Saved entries
━━━

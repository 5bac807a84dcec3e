//! Product management route handlers.

use axum::{
    Json,
    extract::{Path, State},
    http::StatusCode,
};
use serde::Serialize;
use tracing::instrument;
use vitrina_core::ProductId;
use vitrina_core::catalog::{Product, ProductInput};
use vitrina_core::repository::ProductRepository;

use crate::error::Result;
use crate::middleware::RequireAdmin;
use crate::state::AppState;

/// Confirmation for a delete.
#[derive(Debug, Serialize)]
pub struct Deleted {
    pub deleted: ProductId,
}

/// List every product, newest first.
#[instrument(skip(state, _admin))]
pub async fn index(_admin: RequireAdmin, State(state): State<AppState>) -> Result<Json<Vec<Product>>> {
    let products = state.backend().list_products().await?;
    Ok(Json(products))
}

/// Create a product.
#[instrument(skip(state, _admin, input), fields(name = %input.name))]
pub async fn create(
    _admin: RequireAdmin,
    State(state): State<AppState>,
    Json(input): Json<ProductInput>,
) -> Result<(StatusCode, Json<Product>)> {
    let draft = input.validate()?;
    let product = state.backend().create_product(draft).await?;

    tracing::info!(product_id = %product.id, "product created");
    Ok((StatusCode::CREATED, Json(product)))
}

/// Replace a product's editable fields.
#[instrument(skip(state, _admin, input))]
pub async fn update(
    _admin: RequireAdmin,
    State(state): State<AppState>,
    Path(id): Path<ProductId>,
    Json(input): Json<ProductInput>,
) -> Result<Json<Product>> {
    let draft = input.validate()?;
    let product = state.backend().update_product(id, draft).await?;

    tracing::info!(product_id = %id, "product updated");
    Ok(Json(product))
}

/// Delete a product. Past orders keep their snapshot.
#[instrument(skip(state, _admin))]
pub async fn delete(
    _admin: RequireAdmin,
    State(state): State<AppState>,
    Path(id): Path<ProductId>,
) -> Result<Json<Deleted>> {
    state.backend().delete_product(id).await?;

    tracing::info!(product_id = %id, "product deleted");
    Ok(Json(Deleted { deleted: id }))
}

#[cfg(test)]
#[allow(clippy::unwrap_used, clippy::indexing_slicing)]
mod tests {
    use serde_json::json;

    use super::*;
    use crate::test_support::TestApp;

    #[tokio::test]
    async fn test_create_normalizes_input() {
        let app = TestApp::logged_in().await;
        let (status, body) = app
            .post(
                "/api/products",
                json!({
                    "name": "  Ваза  ",
                    "price": 2990,
                    "category": "Дом",
                    "image": "",
                    "image2": "  ",
                    "subcategory": ""
                }),
            )
            .await;

        assert_eq!(status, StatusCode::CREATED);
        assert_eq!(body["name"], "Ваза");
        assert_eq!(body["image"], "/api/placeholder/300/300");
        assert!(body["image2"].is_null());
        assert!(body["subcategory"].is_null());
        assert_eq!(body["in_stock"], true);
        assert_eq!(app.backend.list_products().await.unwrap().len(), 1);
    }

    #[tokio::test]
    async fn test_create_rejects_invalid_input() {
        let app = TestApp::logged_in().await;

        let (status, body) = app
            .post(
                "/api/products",
                json!({ "name": " ", "price": 100, "category": "Дом" }),
            )
            .await;
        assert_eq!(status, StatusCode::BAD_REQUEST);
        assert_eq!(body["field"], "name");

        let (status, body) = app
            .post(
                "/api/products",
                json!({ "name": "Ваза", "price": -1, "category": "Дом" }),
            )
            .await;
        assert_eq!(status, StatusCode::BAD_REQUEST);
        assert_eq!(body["field"], "price");

        assert!(app.backend.list_products().await.unwrap().is_empty());
    }

    #[tokio::test]
    async fn test_update_and_delete() {
        let app = TestApp::logged_in().await;
        let (_, created) = app
            .post(
                "/api/products",
                json!({ "name": "Ваза", "price": 2990, "category": "Дом" }),
            )
            .await;
        let id = created["id"].as_str().unwrap().to_owned();

        let (status, body) = app
            .put(
                &format!("/api/products/{id}"),
                json!({ "name": "Ваза", "price": 3490, "category": "Дом", "in_stock": false }),
            )
            .await;
        assert_eq!(status, StatusCode::OK);
        assert_eq!(body["price"], 3490);
        assert_eq!(body["in_stock"], false);

        let (status, _) = app.delete(&format!("/api/products/{id}")).await;
        assert_eq!(status, StatusCode::OK);
        let (status, _) = app.delete(&format!("/api/products/{id}")).await;
        assert_eq!(status, StatusCode::NOT_FOUND);
    }

    #[tokio::test]
    async fn test_requires_login() {
        let app = TestApp::new();
        let (status, _) = app
            .post(
                "/api/products",
                json!({ "name": "Ваза", "price": 2990, "category": "Дом" }),
            )
            .await;
        assert_eq!(status, StatusCode::UNAUTHORIZED);
    }
}
//! Application state shared across handlers.

use std::sync::Arc;

use vitrina_core::repository::{Backend, FileStore};

use crate::config::AdminConfig;

/// Application state shared across all handlers.
///
/// Cheaply cloneable; handlers reach the database and object storage only
/// through the core traits.
#[derive(Clone)]
pub struct AppState {
    inner: Arc<AppStateInner>,
}

struct AppStateInner {
    config: AdminConfig,
    backend: Arc<dyn Backend>,
    files: Arc<dyn FileStore>,
}

impl AppState {
    #[must_use]
    pub fn new(config: AdminConfig, backend: Arc<dyn Backend>, files: Arc<dyn FileStore>) -> Self {
        Self {
            inner: Arc::new(AppStateInner {
                config,
                backend,
                files,
            }),
        }
    }

    #[must_use]
    pub fn config(&self) -> &AdminConfig {
        &self.inner.config
    }

    /// Repositories (`PgBackend` in production).
    #[must_use]
    pub fn backend(&self) -> &dyn Backend {
        self.inner.backend.as_ref()
    }

    /// Object storage (`StorageClient` in production).
    #[must_use]
    pub fn files(&self) -> &dyn FileStore {
        self.inner.files.as_ref()
    }
}
#[async_trait]
impl LegalDocumentRepository for InMemoryBackend {
    async fn list_legal_documents(&self) -> Result<Vec<LegalDocument>, RepositoryError> {
        let mut documents = self.tables().legal.clone();
        documents.sort_by_key(|d| d.kind.as_str());
        Ok(documents)
    }

    async fn get_legal_document(
        &self,
        kind: LegalDocumentKind,
    ) -> Result<Option<LegalDocument>, RepositoryError> {
        Ok(self.tables().legal.iter().find(|d| d.kind == kind).cloned())
    }

    async fn upsert_legal_document(
        &self,
        upload: LegalDocumentUpload,
    ) -> Result<LegalDocument, RepositoryError> {
        let now = Utc::now();
        let mut tables = self.tables();
        if let Some(existing) = tables.legal.iter_mut().find(|d| d.kind == upload.kind) {
            existing.title = upload.kind.title().to_owned();
            existing.file_url = Some(upload.file_url);
            existing.file_name = Some(upload.file_name);
            existing.updated_at = now;
            return Ok(existing.clone());
        }
        let document = LegalDocument {
            id: LegalDocumentId::generate(),
            kind: upload.kind,
            title: upload.kind.title().to_owned(),
            file_url: Some(upload.file_url),
            file_name: Some(upload.file_name),
            content: None,
            created_at: now,
            updated_at: now,
        };
        tables.legal.push(document.clone());
        Ok(document)
    }

    async fn reset_legal_document(
        &self,
        kind: LegalDocumentKind,
    ) -> Result<LegalDocument, RepositoryError> {
        let mut tables = self.tables();
        let document = tables
            .legal
            .iter_mut()
            .find(|d| d.kind == kind)
            .ok_or(RepositoryError::NotFound)?;
        document.file_url = None;
        document.file_name = None;
        document.content = Some(kind.placeholder_content());
        document.updated_at = Utc::now();
        Ok(document.clone())
    }
}

#[async_trait]
impl Backend for InMemoryBackend {
    async fn ping(&self) -> Result<(), RepositoryError> {
        Ok(())
    }
}

/// A stored object.
#[derive(Debug, Clone, PartialEq, Eq)]
pub struct StoredObject {
    pub bytes: Vec<u8>,
    pub content_type: String,
}

/// A [`FileStore`] keeping objects in memory.
#[derive(Debug)]
pub struct InMemoryFileStore {
    base_url: String,
    objects: Mutex<HashMap<(String, String), StoredObject>>,
    fail: AtomicBool,
}

impl Default for InMemoryFileStore {
    fn default() -> Self {
        Self::new("https://storage.test")
    }
}

impl InMemoryFileStore {
    #[must_use]
    pub fn new(base_url: impl Into<String>) -> Self {
        Self {
            base_url: base_url.into(),
            objects: Mutex::new(HashMap::new()),
            fail: AtomicBool::new(false),
        }
    }

    /// Make every call fail with a 503.
    pub fn fail(&self, fail: bool) {
        self.fail.store(fail, Ordering::SeqCst);
    }

    #[must_use]
    pub fn get(&self, bucket: &str, path: &str) -> Option<StoredObject> {
        self.objects()
            .get(&(bucket.to_owned(), path.to_owned()))
            .cloned()
    }

    /// Paths stored in `bucket`, sorted.
    #[must_use]
    pub fn paths(&self, bucket: &str) -> Vec<String> {
        let mut paths: Vec<String> = self
            .objects()
            .keys()
            .filter(|(b, _)| b == bucket)
            .map(|(_, path)| path.clone())
            .collect();
        paths.sort();
        paths
    }

    fn objects(&self) -> MutexGuard<'_, HashMap<(String, String), StoredObject>> {
        self.objects.lock().unwrap_or_else(PoisonError::into_inner)
    }

    fn check(&self) -> Result<(), StorageError> {
        if self.fail.load(Ordering::SeqCst) {
            return Err(StorageError::Status {
                status: 503,
                message: "storage unavailable".to_owned(),
            });
        }
        Ok(())
    }
}

#[async_trait]
impl FileStore for InMemoryFileStore {
    async fn upload(
        &self,
        bucket: &str,
        path: &str,
        bytes: Vec<u8>,
        content_type: &str,
        upsert: bool,
    ) -> Result<String, StorageError> {
        self.check()?;
        let key = (bucket.to_owned(), path.to_owned());
        let mut objects = self.objects();
        if !upsert && objects.contains_key(&key) {
            return Err(StorageError::Status {
                status: 409,
                message: "The resource already exists".to_owned(),
            });
        }
        objects.insert(
            key,
            StoredObject {
                bytes,
                content_type: content_type.to_owned(),
            },
        );
        Ok(self.public_url(bucket, path))
    }

    async fn remove(&self, bucket: &str, path: &str) -> Result<(), StorageError> {
        self.check()?;
        self.objects().remove(&(bucket.to_owned(), path.to_owned()));
        Ok(())
    }

    fn public_url(&self, bucket: &str, path: &str) -> String {
        format!("{}/object/public/{bucket}/{path}", self.base_url)
    }
}

#[cfg(test)]
#[allow(clippy::unwrap_used)]
mod tests {
    use super::*;
    use crate::types::{OrderStatus, PaymentStatus};

    #[tokio::test]
    async fn test_delete_category_cascades() {
        let backend = InMemoryBackend::new();
        let root = backend
            .create_category(CategoryDraft {
                name: "Дом".to_owned(),
                parent_id: None,
            })
            .await
            .unwrap();
        backend
            .create_category(CategoryDraft {
                name: "Кухня".to_owned(),
                parent_id: Some(root.id),
            })
            .await
            .unwrap();

        assert_eq!(backend.delete_category(root.id).await.unwrap(), 2);
        assert!(backend.list_categories().await.unwrap().is_empty());
        assert!(matches!(
            backend.delete_category(root.id).await,
            Err(RepositoryError::NotFound)
        ));
    }

    #[tokio::test]
    async fn test_status_update_keeps_payment_when_absent() {
        let backend = InMemoryBackend::new();
        let order = backend
            .create_order(NewOrder {
                order_number: "ORD-1".to_owned().into(),
                customer_name: "A".to_owned(),
                customer_phone: "1".to_owned(),
                customer_email: None,
                items: Vec::new(),
                total_amount: crate::types::Price::ZERO,
                status: OrderStatus::Pending,
                payment_status: PaymentStatus::Paid,
                notes: None,
            })
            .await
            .unwrap();

        let updated = backend
            .update_order_status(
                order.id,
                OrderStatusUpdate {
                    status: OrderStatus::Shipped,
                    payment_status: None,
                },
            )
            .await
            .unwrap();
        assert_eq!(updated.status, OrderStatus::Shipped);
        assert_eq!(updated.payment_status, PaymentStatus::Paid);
    }

    #[tokio::test]
    async fn test_legal_upsert_then_reset() {
        let backend = InMemoryBackend::new();
        let kind = LegalDocumentKind::TermsOfService;
        assert!(matches!(
            backend.reset_legal_document(kind).await,
            Err(RepositoryError::NotFound)
        ));

        let first = backend
            .upsert_legal_document(LegalDocumentUpload {
                kind,
                file_url: "https://s/a.pdf".to_owned(),
                file_name: "a.pdf".to_owned(),
            })
            .await
            .unwrap();
        let second = backend
            .upsert_legal_document(LegalDocumentUpload {
                kind,
                file_url: "https://s/b.pdf".to_owned(),
                file_name: "b.pdf".to_owned(),
            })
            .await
            .unwrap();
        assert_eq!(first.id, second.id);
        assert_eq!(backend.list_legal_documents().await.unwrap().len(), 1);

        let reset = backend.reset_legal_document(kind).await.unwrap();
        assert!(!reset.has_file());
        assert_eq!(reset.content, Some(kind.placeholder_content()));
    }

    #[tokio::test]
    async fn test_file_store_upsert_semantics() {
        let store = InMemoryFileStore::default();
        let url = store
            .upload("b", "x.png", vec![1], "image/png", false)
            .await
            .unwrap();
        assert_eq!(url, "https://storage.test/object/public/b/x.png");
        assert!(
            store
                .upload("b", "x.png", vec![2], "image/png", false)
                .await
                .is_err()
        );
        store
            .upload("b", "x.png", vec![3], "image/png", true)
            .await
            .unwrap();
        assert_eq!(store.get("b", "x.png").unwrap().bytes, vec![3]);

        store.remove("b", "x.png").await.unwrap();
        assert!(store.paths("b").is_empty());
    }
}
//! Session middleware configuration for admin.
//!
//! Stricter than the storefront: SameSite=Strict and a 24 hour expiry.
//! Sessions live in their own table, `admin.session`.

use sqlx::PgPool;
use tower_sessions::{Expiry, SessionManagerLayer, SessionStore};
use tower_sessions_sqlx_store::PostgresStore;

use crate::config::AdminConfig;

/// Session cookie name for admin.
pub const SESSION_COOKIE_NAME: &str = "vitrina_admin_session";

/// Session expiry time in seconds (24 hours).
const SESSION_EXPIRY_SECONDS: i64 = 24 * 60 * 60;

/// Schema holding the admin session table.
const SESSION_SCHEMA: &str = "admin";

/// Admin session table name.
const SESSION_TABLE: &str = "session";

/// The `PostgreSQL` session store in `admin.session`.
///
/// The table is created by `vitrina-cli migrate`.
///
/// # Errors
///
/// Returns an error if the schema or table name is rejected by the store.
pub fn session_store(pool: PgPool) -> Result<PostgresStore, String> {
    PostgresStore::new(pool)
        .with_schema_name(SESSION_SCHEMA)?
        .with_table_name(SESSION_TABLE)
}

/// Create the session layer over the given store.
#[must_use]
pub fn create_session_layer<S>(store: S, config: &AdminConfig) -> SessionManagerLayer<S>
where
    S: SessionStore + Clone,
{
    SessionManagerLayer::new(store)
        .with_name(SESSION_COOKIE_NAME)
        .with_expiry(Expiry::OnInactivity(
            tower_sessions::cookie::time::Duration::seconds(SESSION_EXPIRY_SECONDS),
        ))
        .with_secure(config.is_secure())
        .with_same_site(tower_sessions::cookie::SameSite::Strict)
        .with_http_only(true)
        .with_path("/")
}
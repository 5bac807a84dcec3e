//! HTTP route handlers for the storefront.
//!
//! # Route Structure
//!
//! ```text
//! GET  /health                      - Liveness check
//! GET  /health/ready                - Readiness check (database)
//!
//! # Catalog
//! GET  /api/catalog                 - Filtered, sorted product listing
//! GET  /api/catalog/price-range     - Min/max price over the catalog
//! GET  /api/products/{id}           - Product detail
//! GET  /api/products/{id}/buy-now   - Messenger link for a single product
//! GET  /api/categories              - Category tree
//!
//! # Cart (session)
//! GET  /api/cart                    - Cart with totals
//! POST /api/cart/add                - Add product (quantity 1..=10)
//! POST /api/cart/update             - Set quantity (0 removes)
//! POST /api/cart/remove             - Remove product
//! POST /api/cart/clear              - Empty cart
//! GET  /api/cart/count              - Item count badge
//!
//! # Checkout
//! POST /api/checkout                - Submit order (rate limited)
//!
//! # Legal
//! GET  /api/legal/{kind}            - Legal document by kind
//! ```

pub mod cart;
pub mod catalog;
pub mod categories;
pub mod checkout;
pub mod legal;
pub mod products;

use axum::{
    Router,
    routing::{get, post},
};

use crate::middleware::checkout_rate_limiter;
use crate::state::AppState;

/// Create the catalog routes router.
pub fn catalog_routes() -> Router<AppState> {
    Router::new()
        .route("/", get(catalog::index))
        .route("/price-range", get(catalog::price_range))
}

/// Create the product routes router.
pub fn product_routes() -> Router<AppState> {
    Router::new()
        .route("/{id}", get(products::show))
        .route("/{id}/buy-now", get(products::buy_now))
}

/// Create the cart routes router.
pub fn cart_routes() -> Router<AppState> {
    Router::new()
        .route("/", get(cart::show))
        .route("/add", post(cart::add))
        .route("/update", post(cart::update))
        .route("/remove", post(cart::remove))
        .route("/clear", post(cart::clear))
        .route("/count", get(cart::count))
}

/// Create the checkout routes router.
pub fn checkout_routes() -> Router<AppState> {
    Router::new()
        .route("/", post(checkout::submit))
        .route_layer(checkout_rate_limiter())
}

/// Create all API routes for the storefront.
pub fn routes() -> Router<AppState> {
    Router::new()
        .nest("/api/catalog", catalog_routes())
        .nest("/api/products", product_routes())
        .route("/api/categories", get(categories::tree))
        .nest("/api/cart", cart_routes())
        .nest("/api/checkout", checkout_routes())
        .route("/api/legal/{kind}", get(legal::show))
}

━━━

§ What you have to do
If the word "Debug" is on a line above, return that line.

§ Task answer
#[derive(Debug, Serialize)]
#[derive(Debug, Clone, PartialEq, Eq)]
#[derive(Debug)]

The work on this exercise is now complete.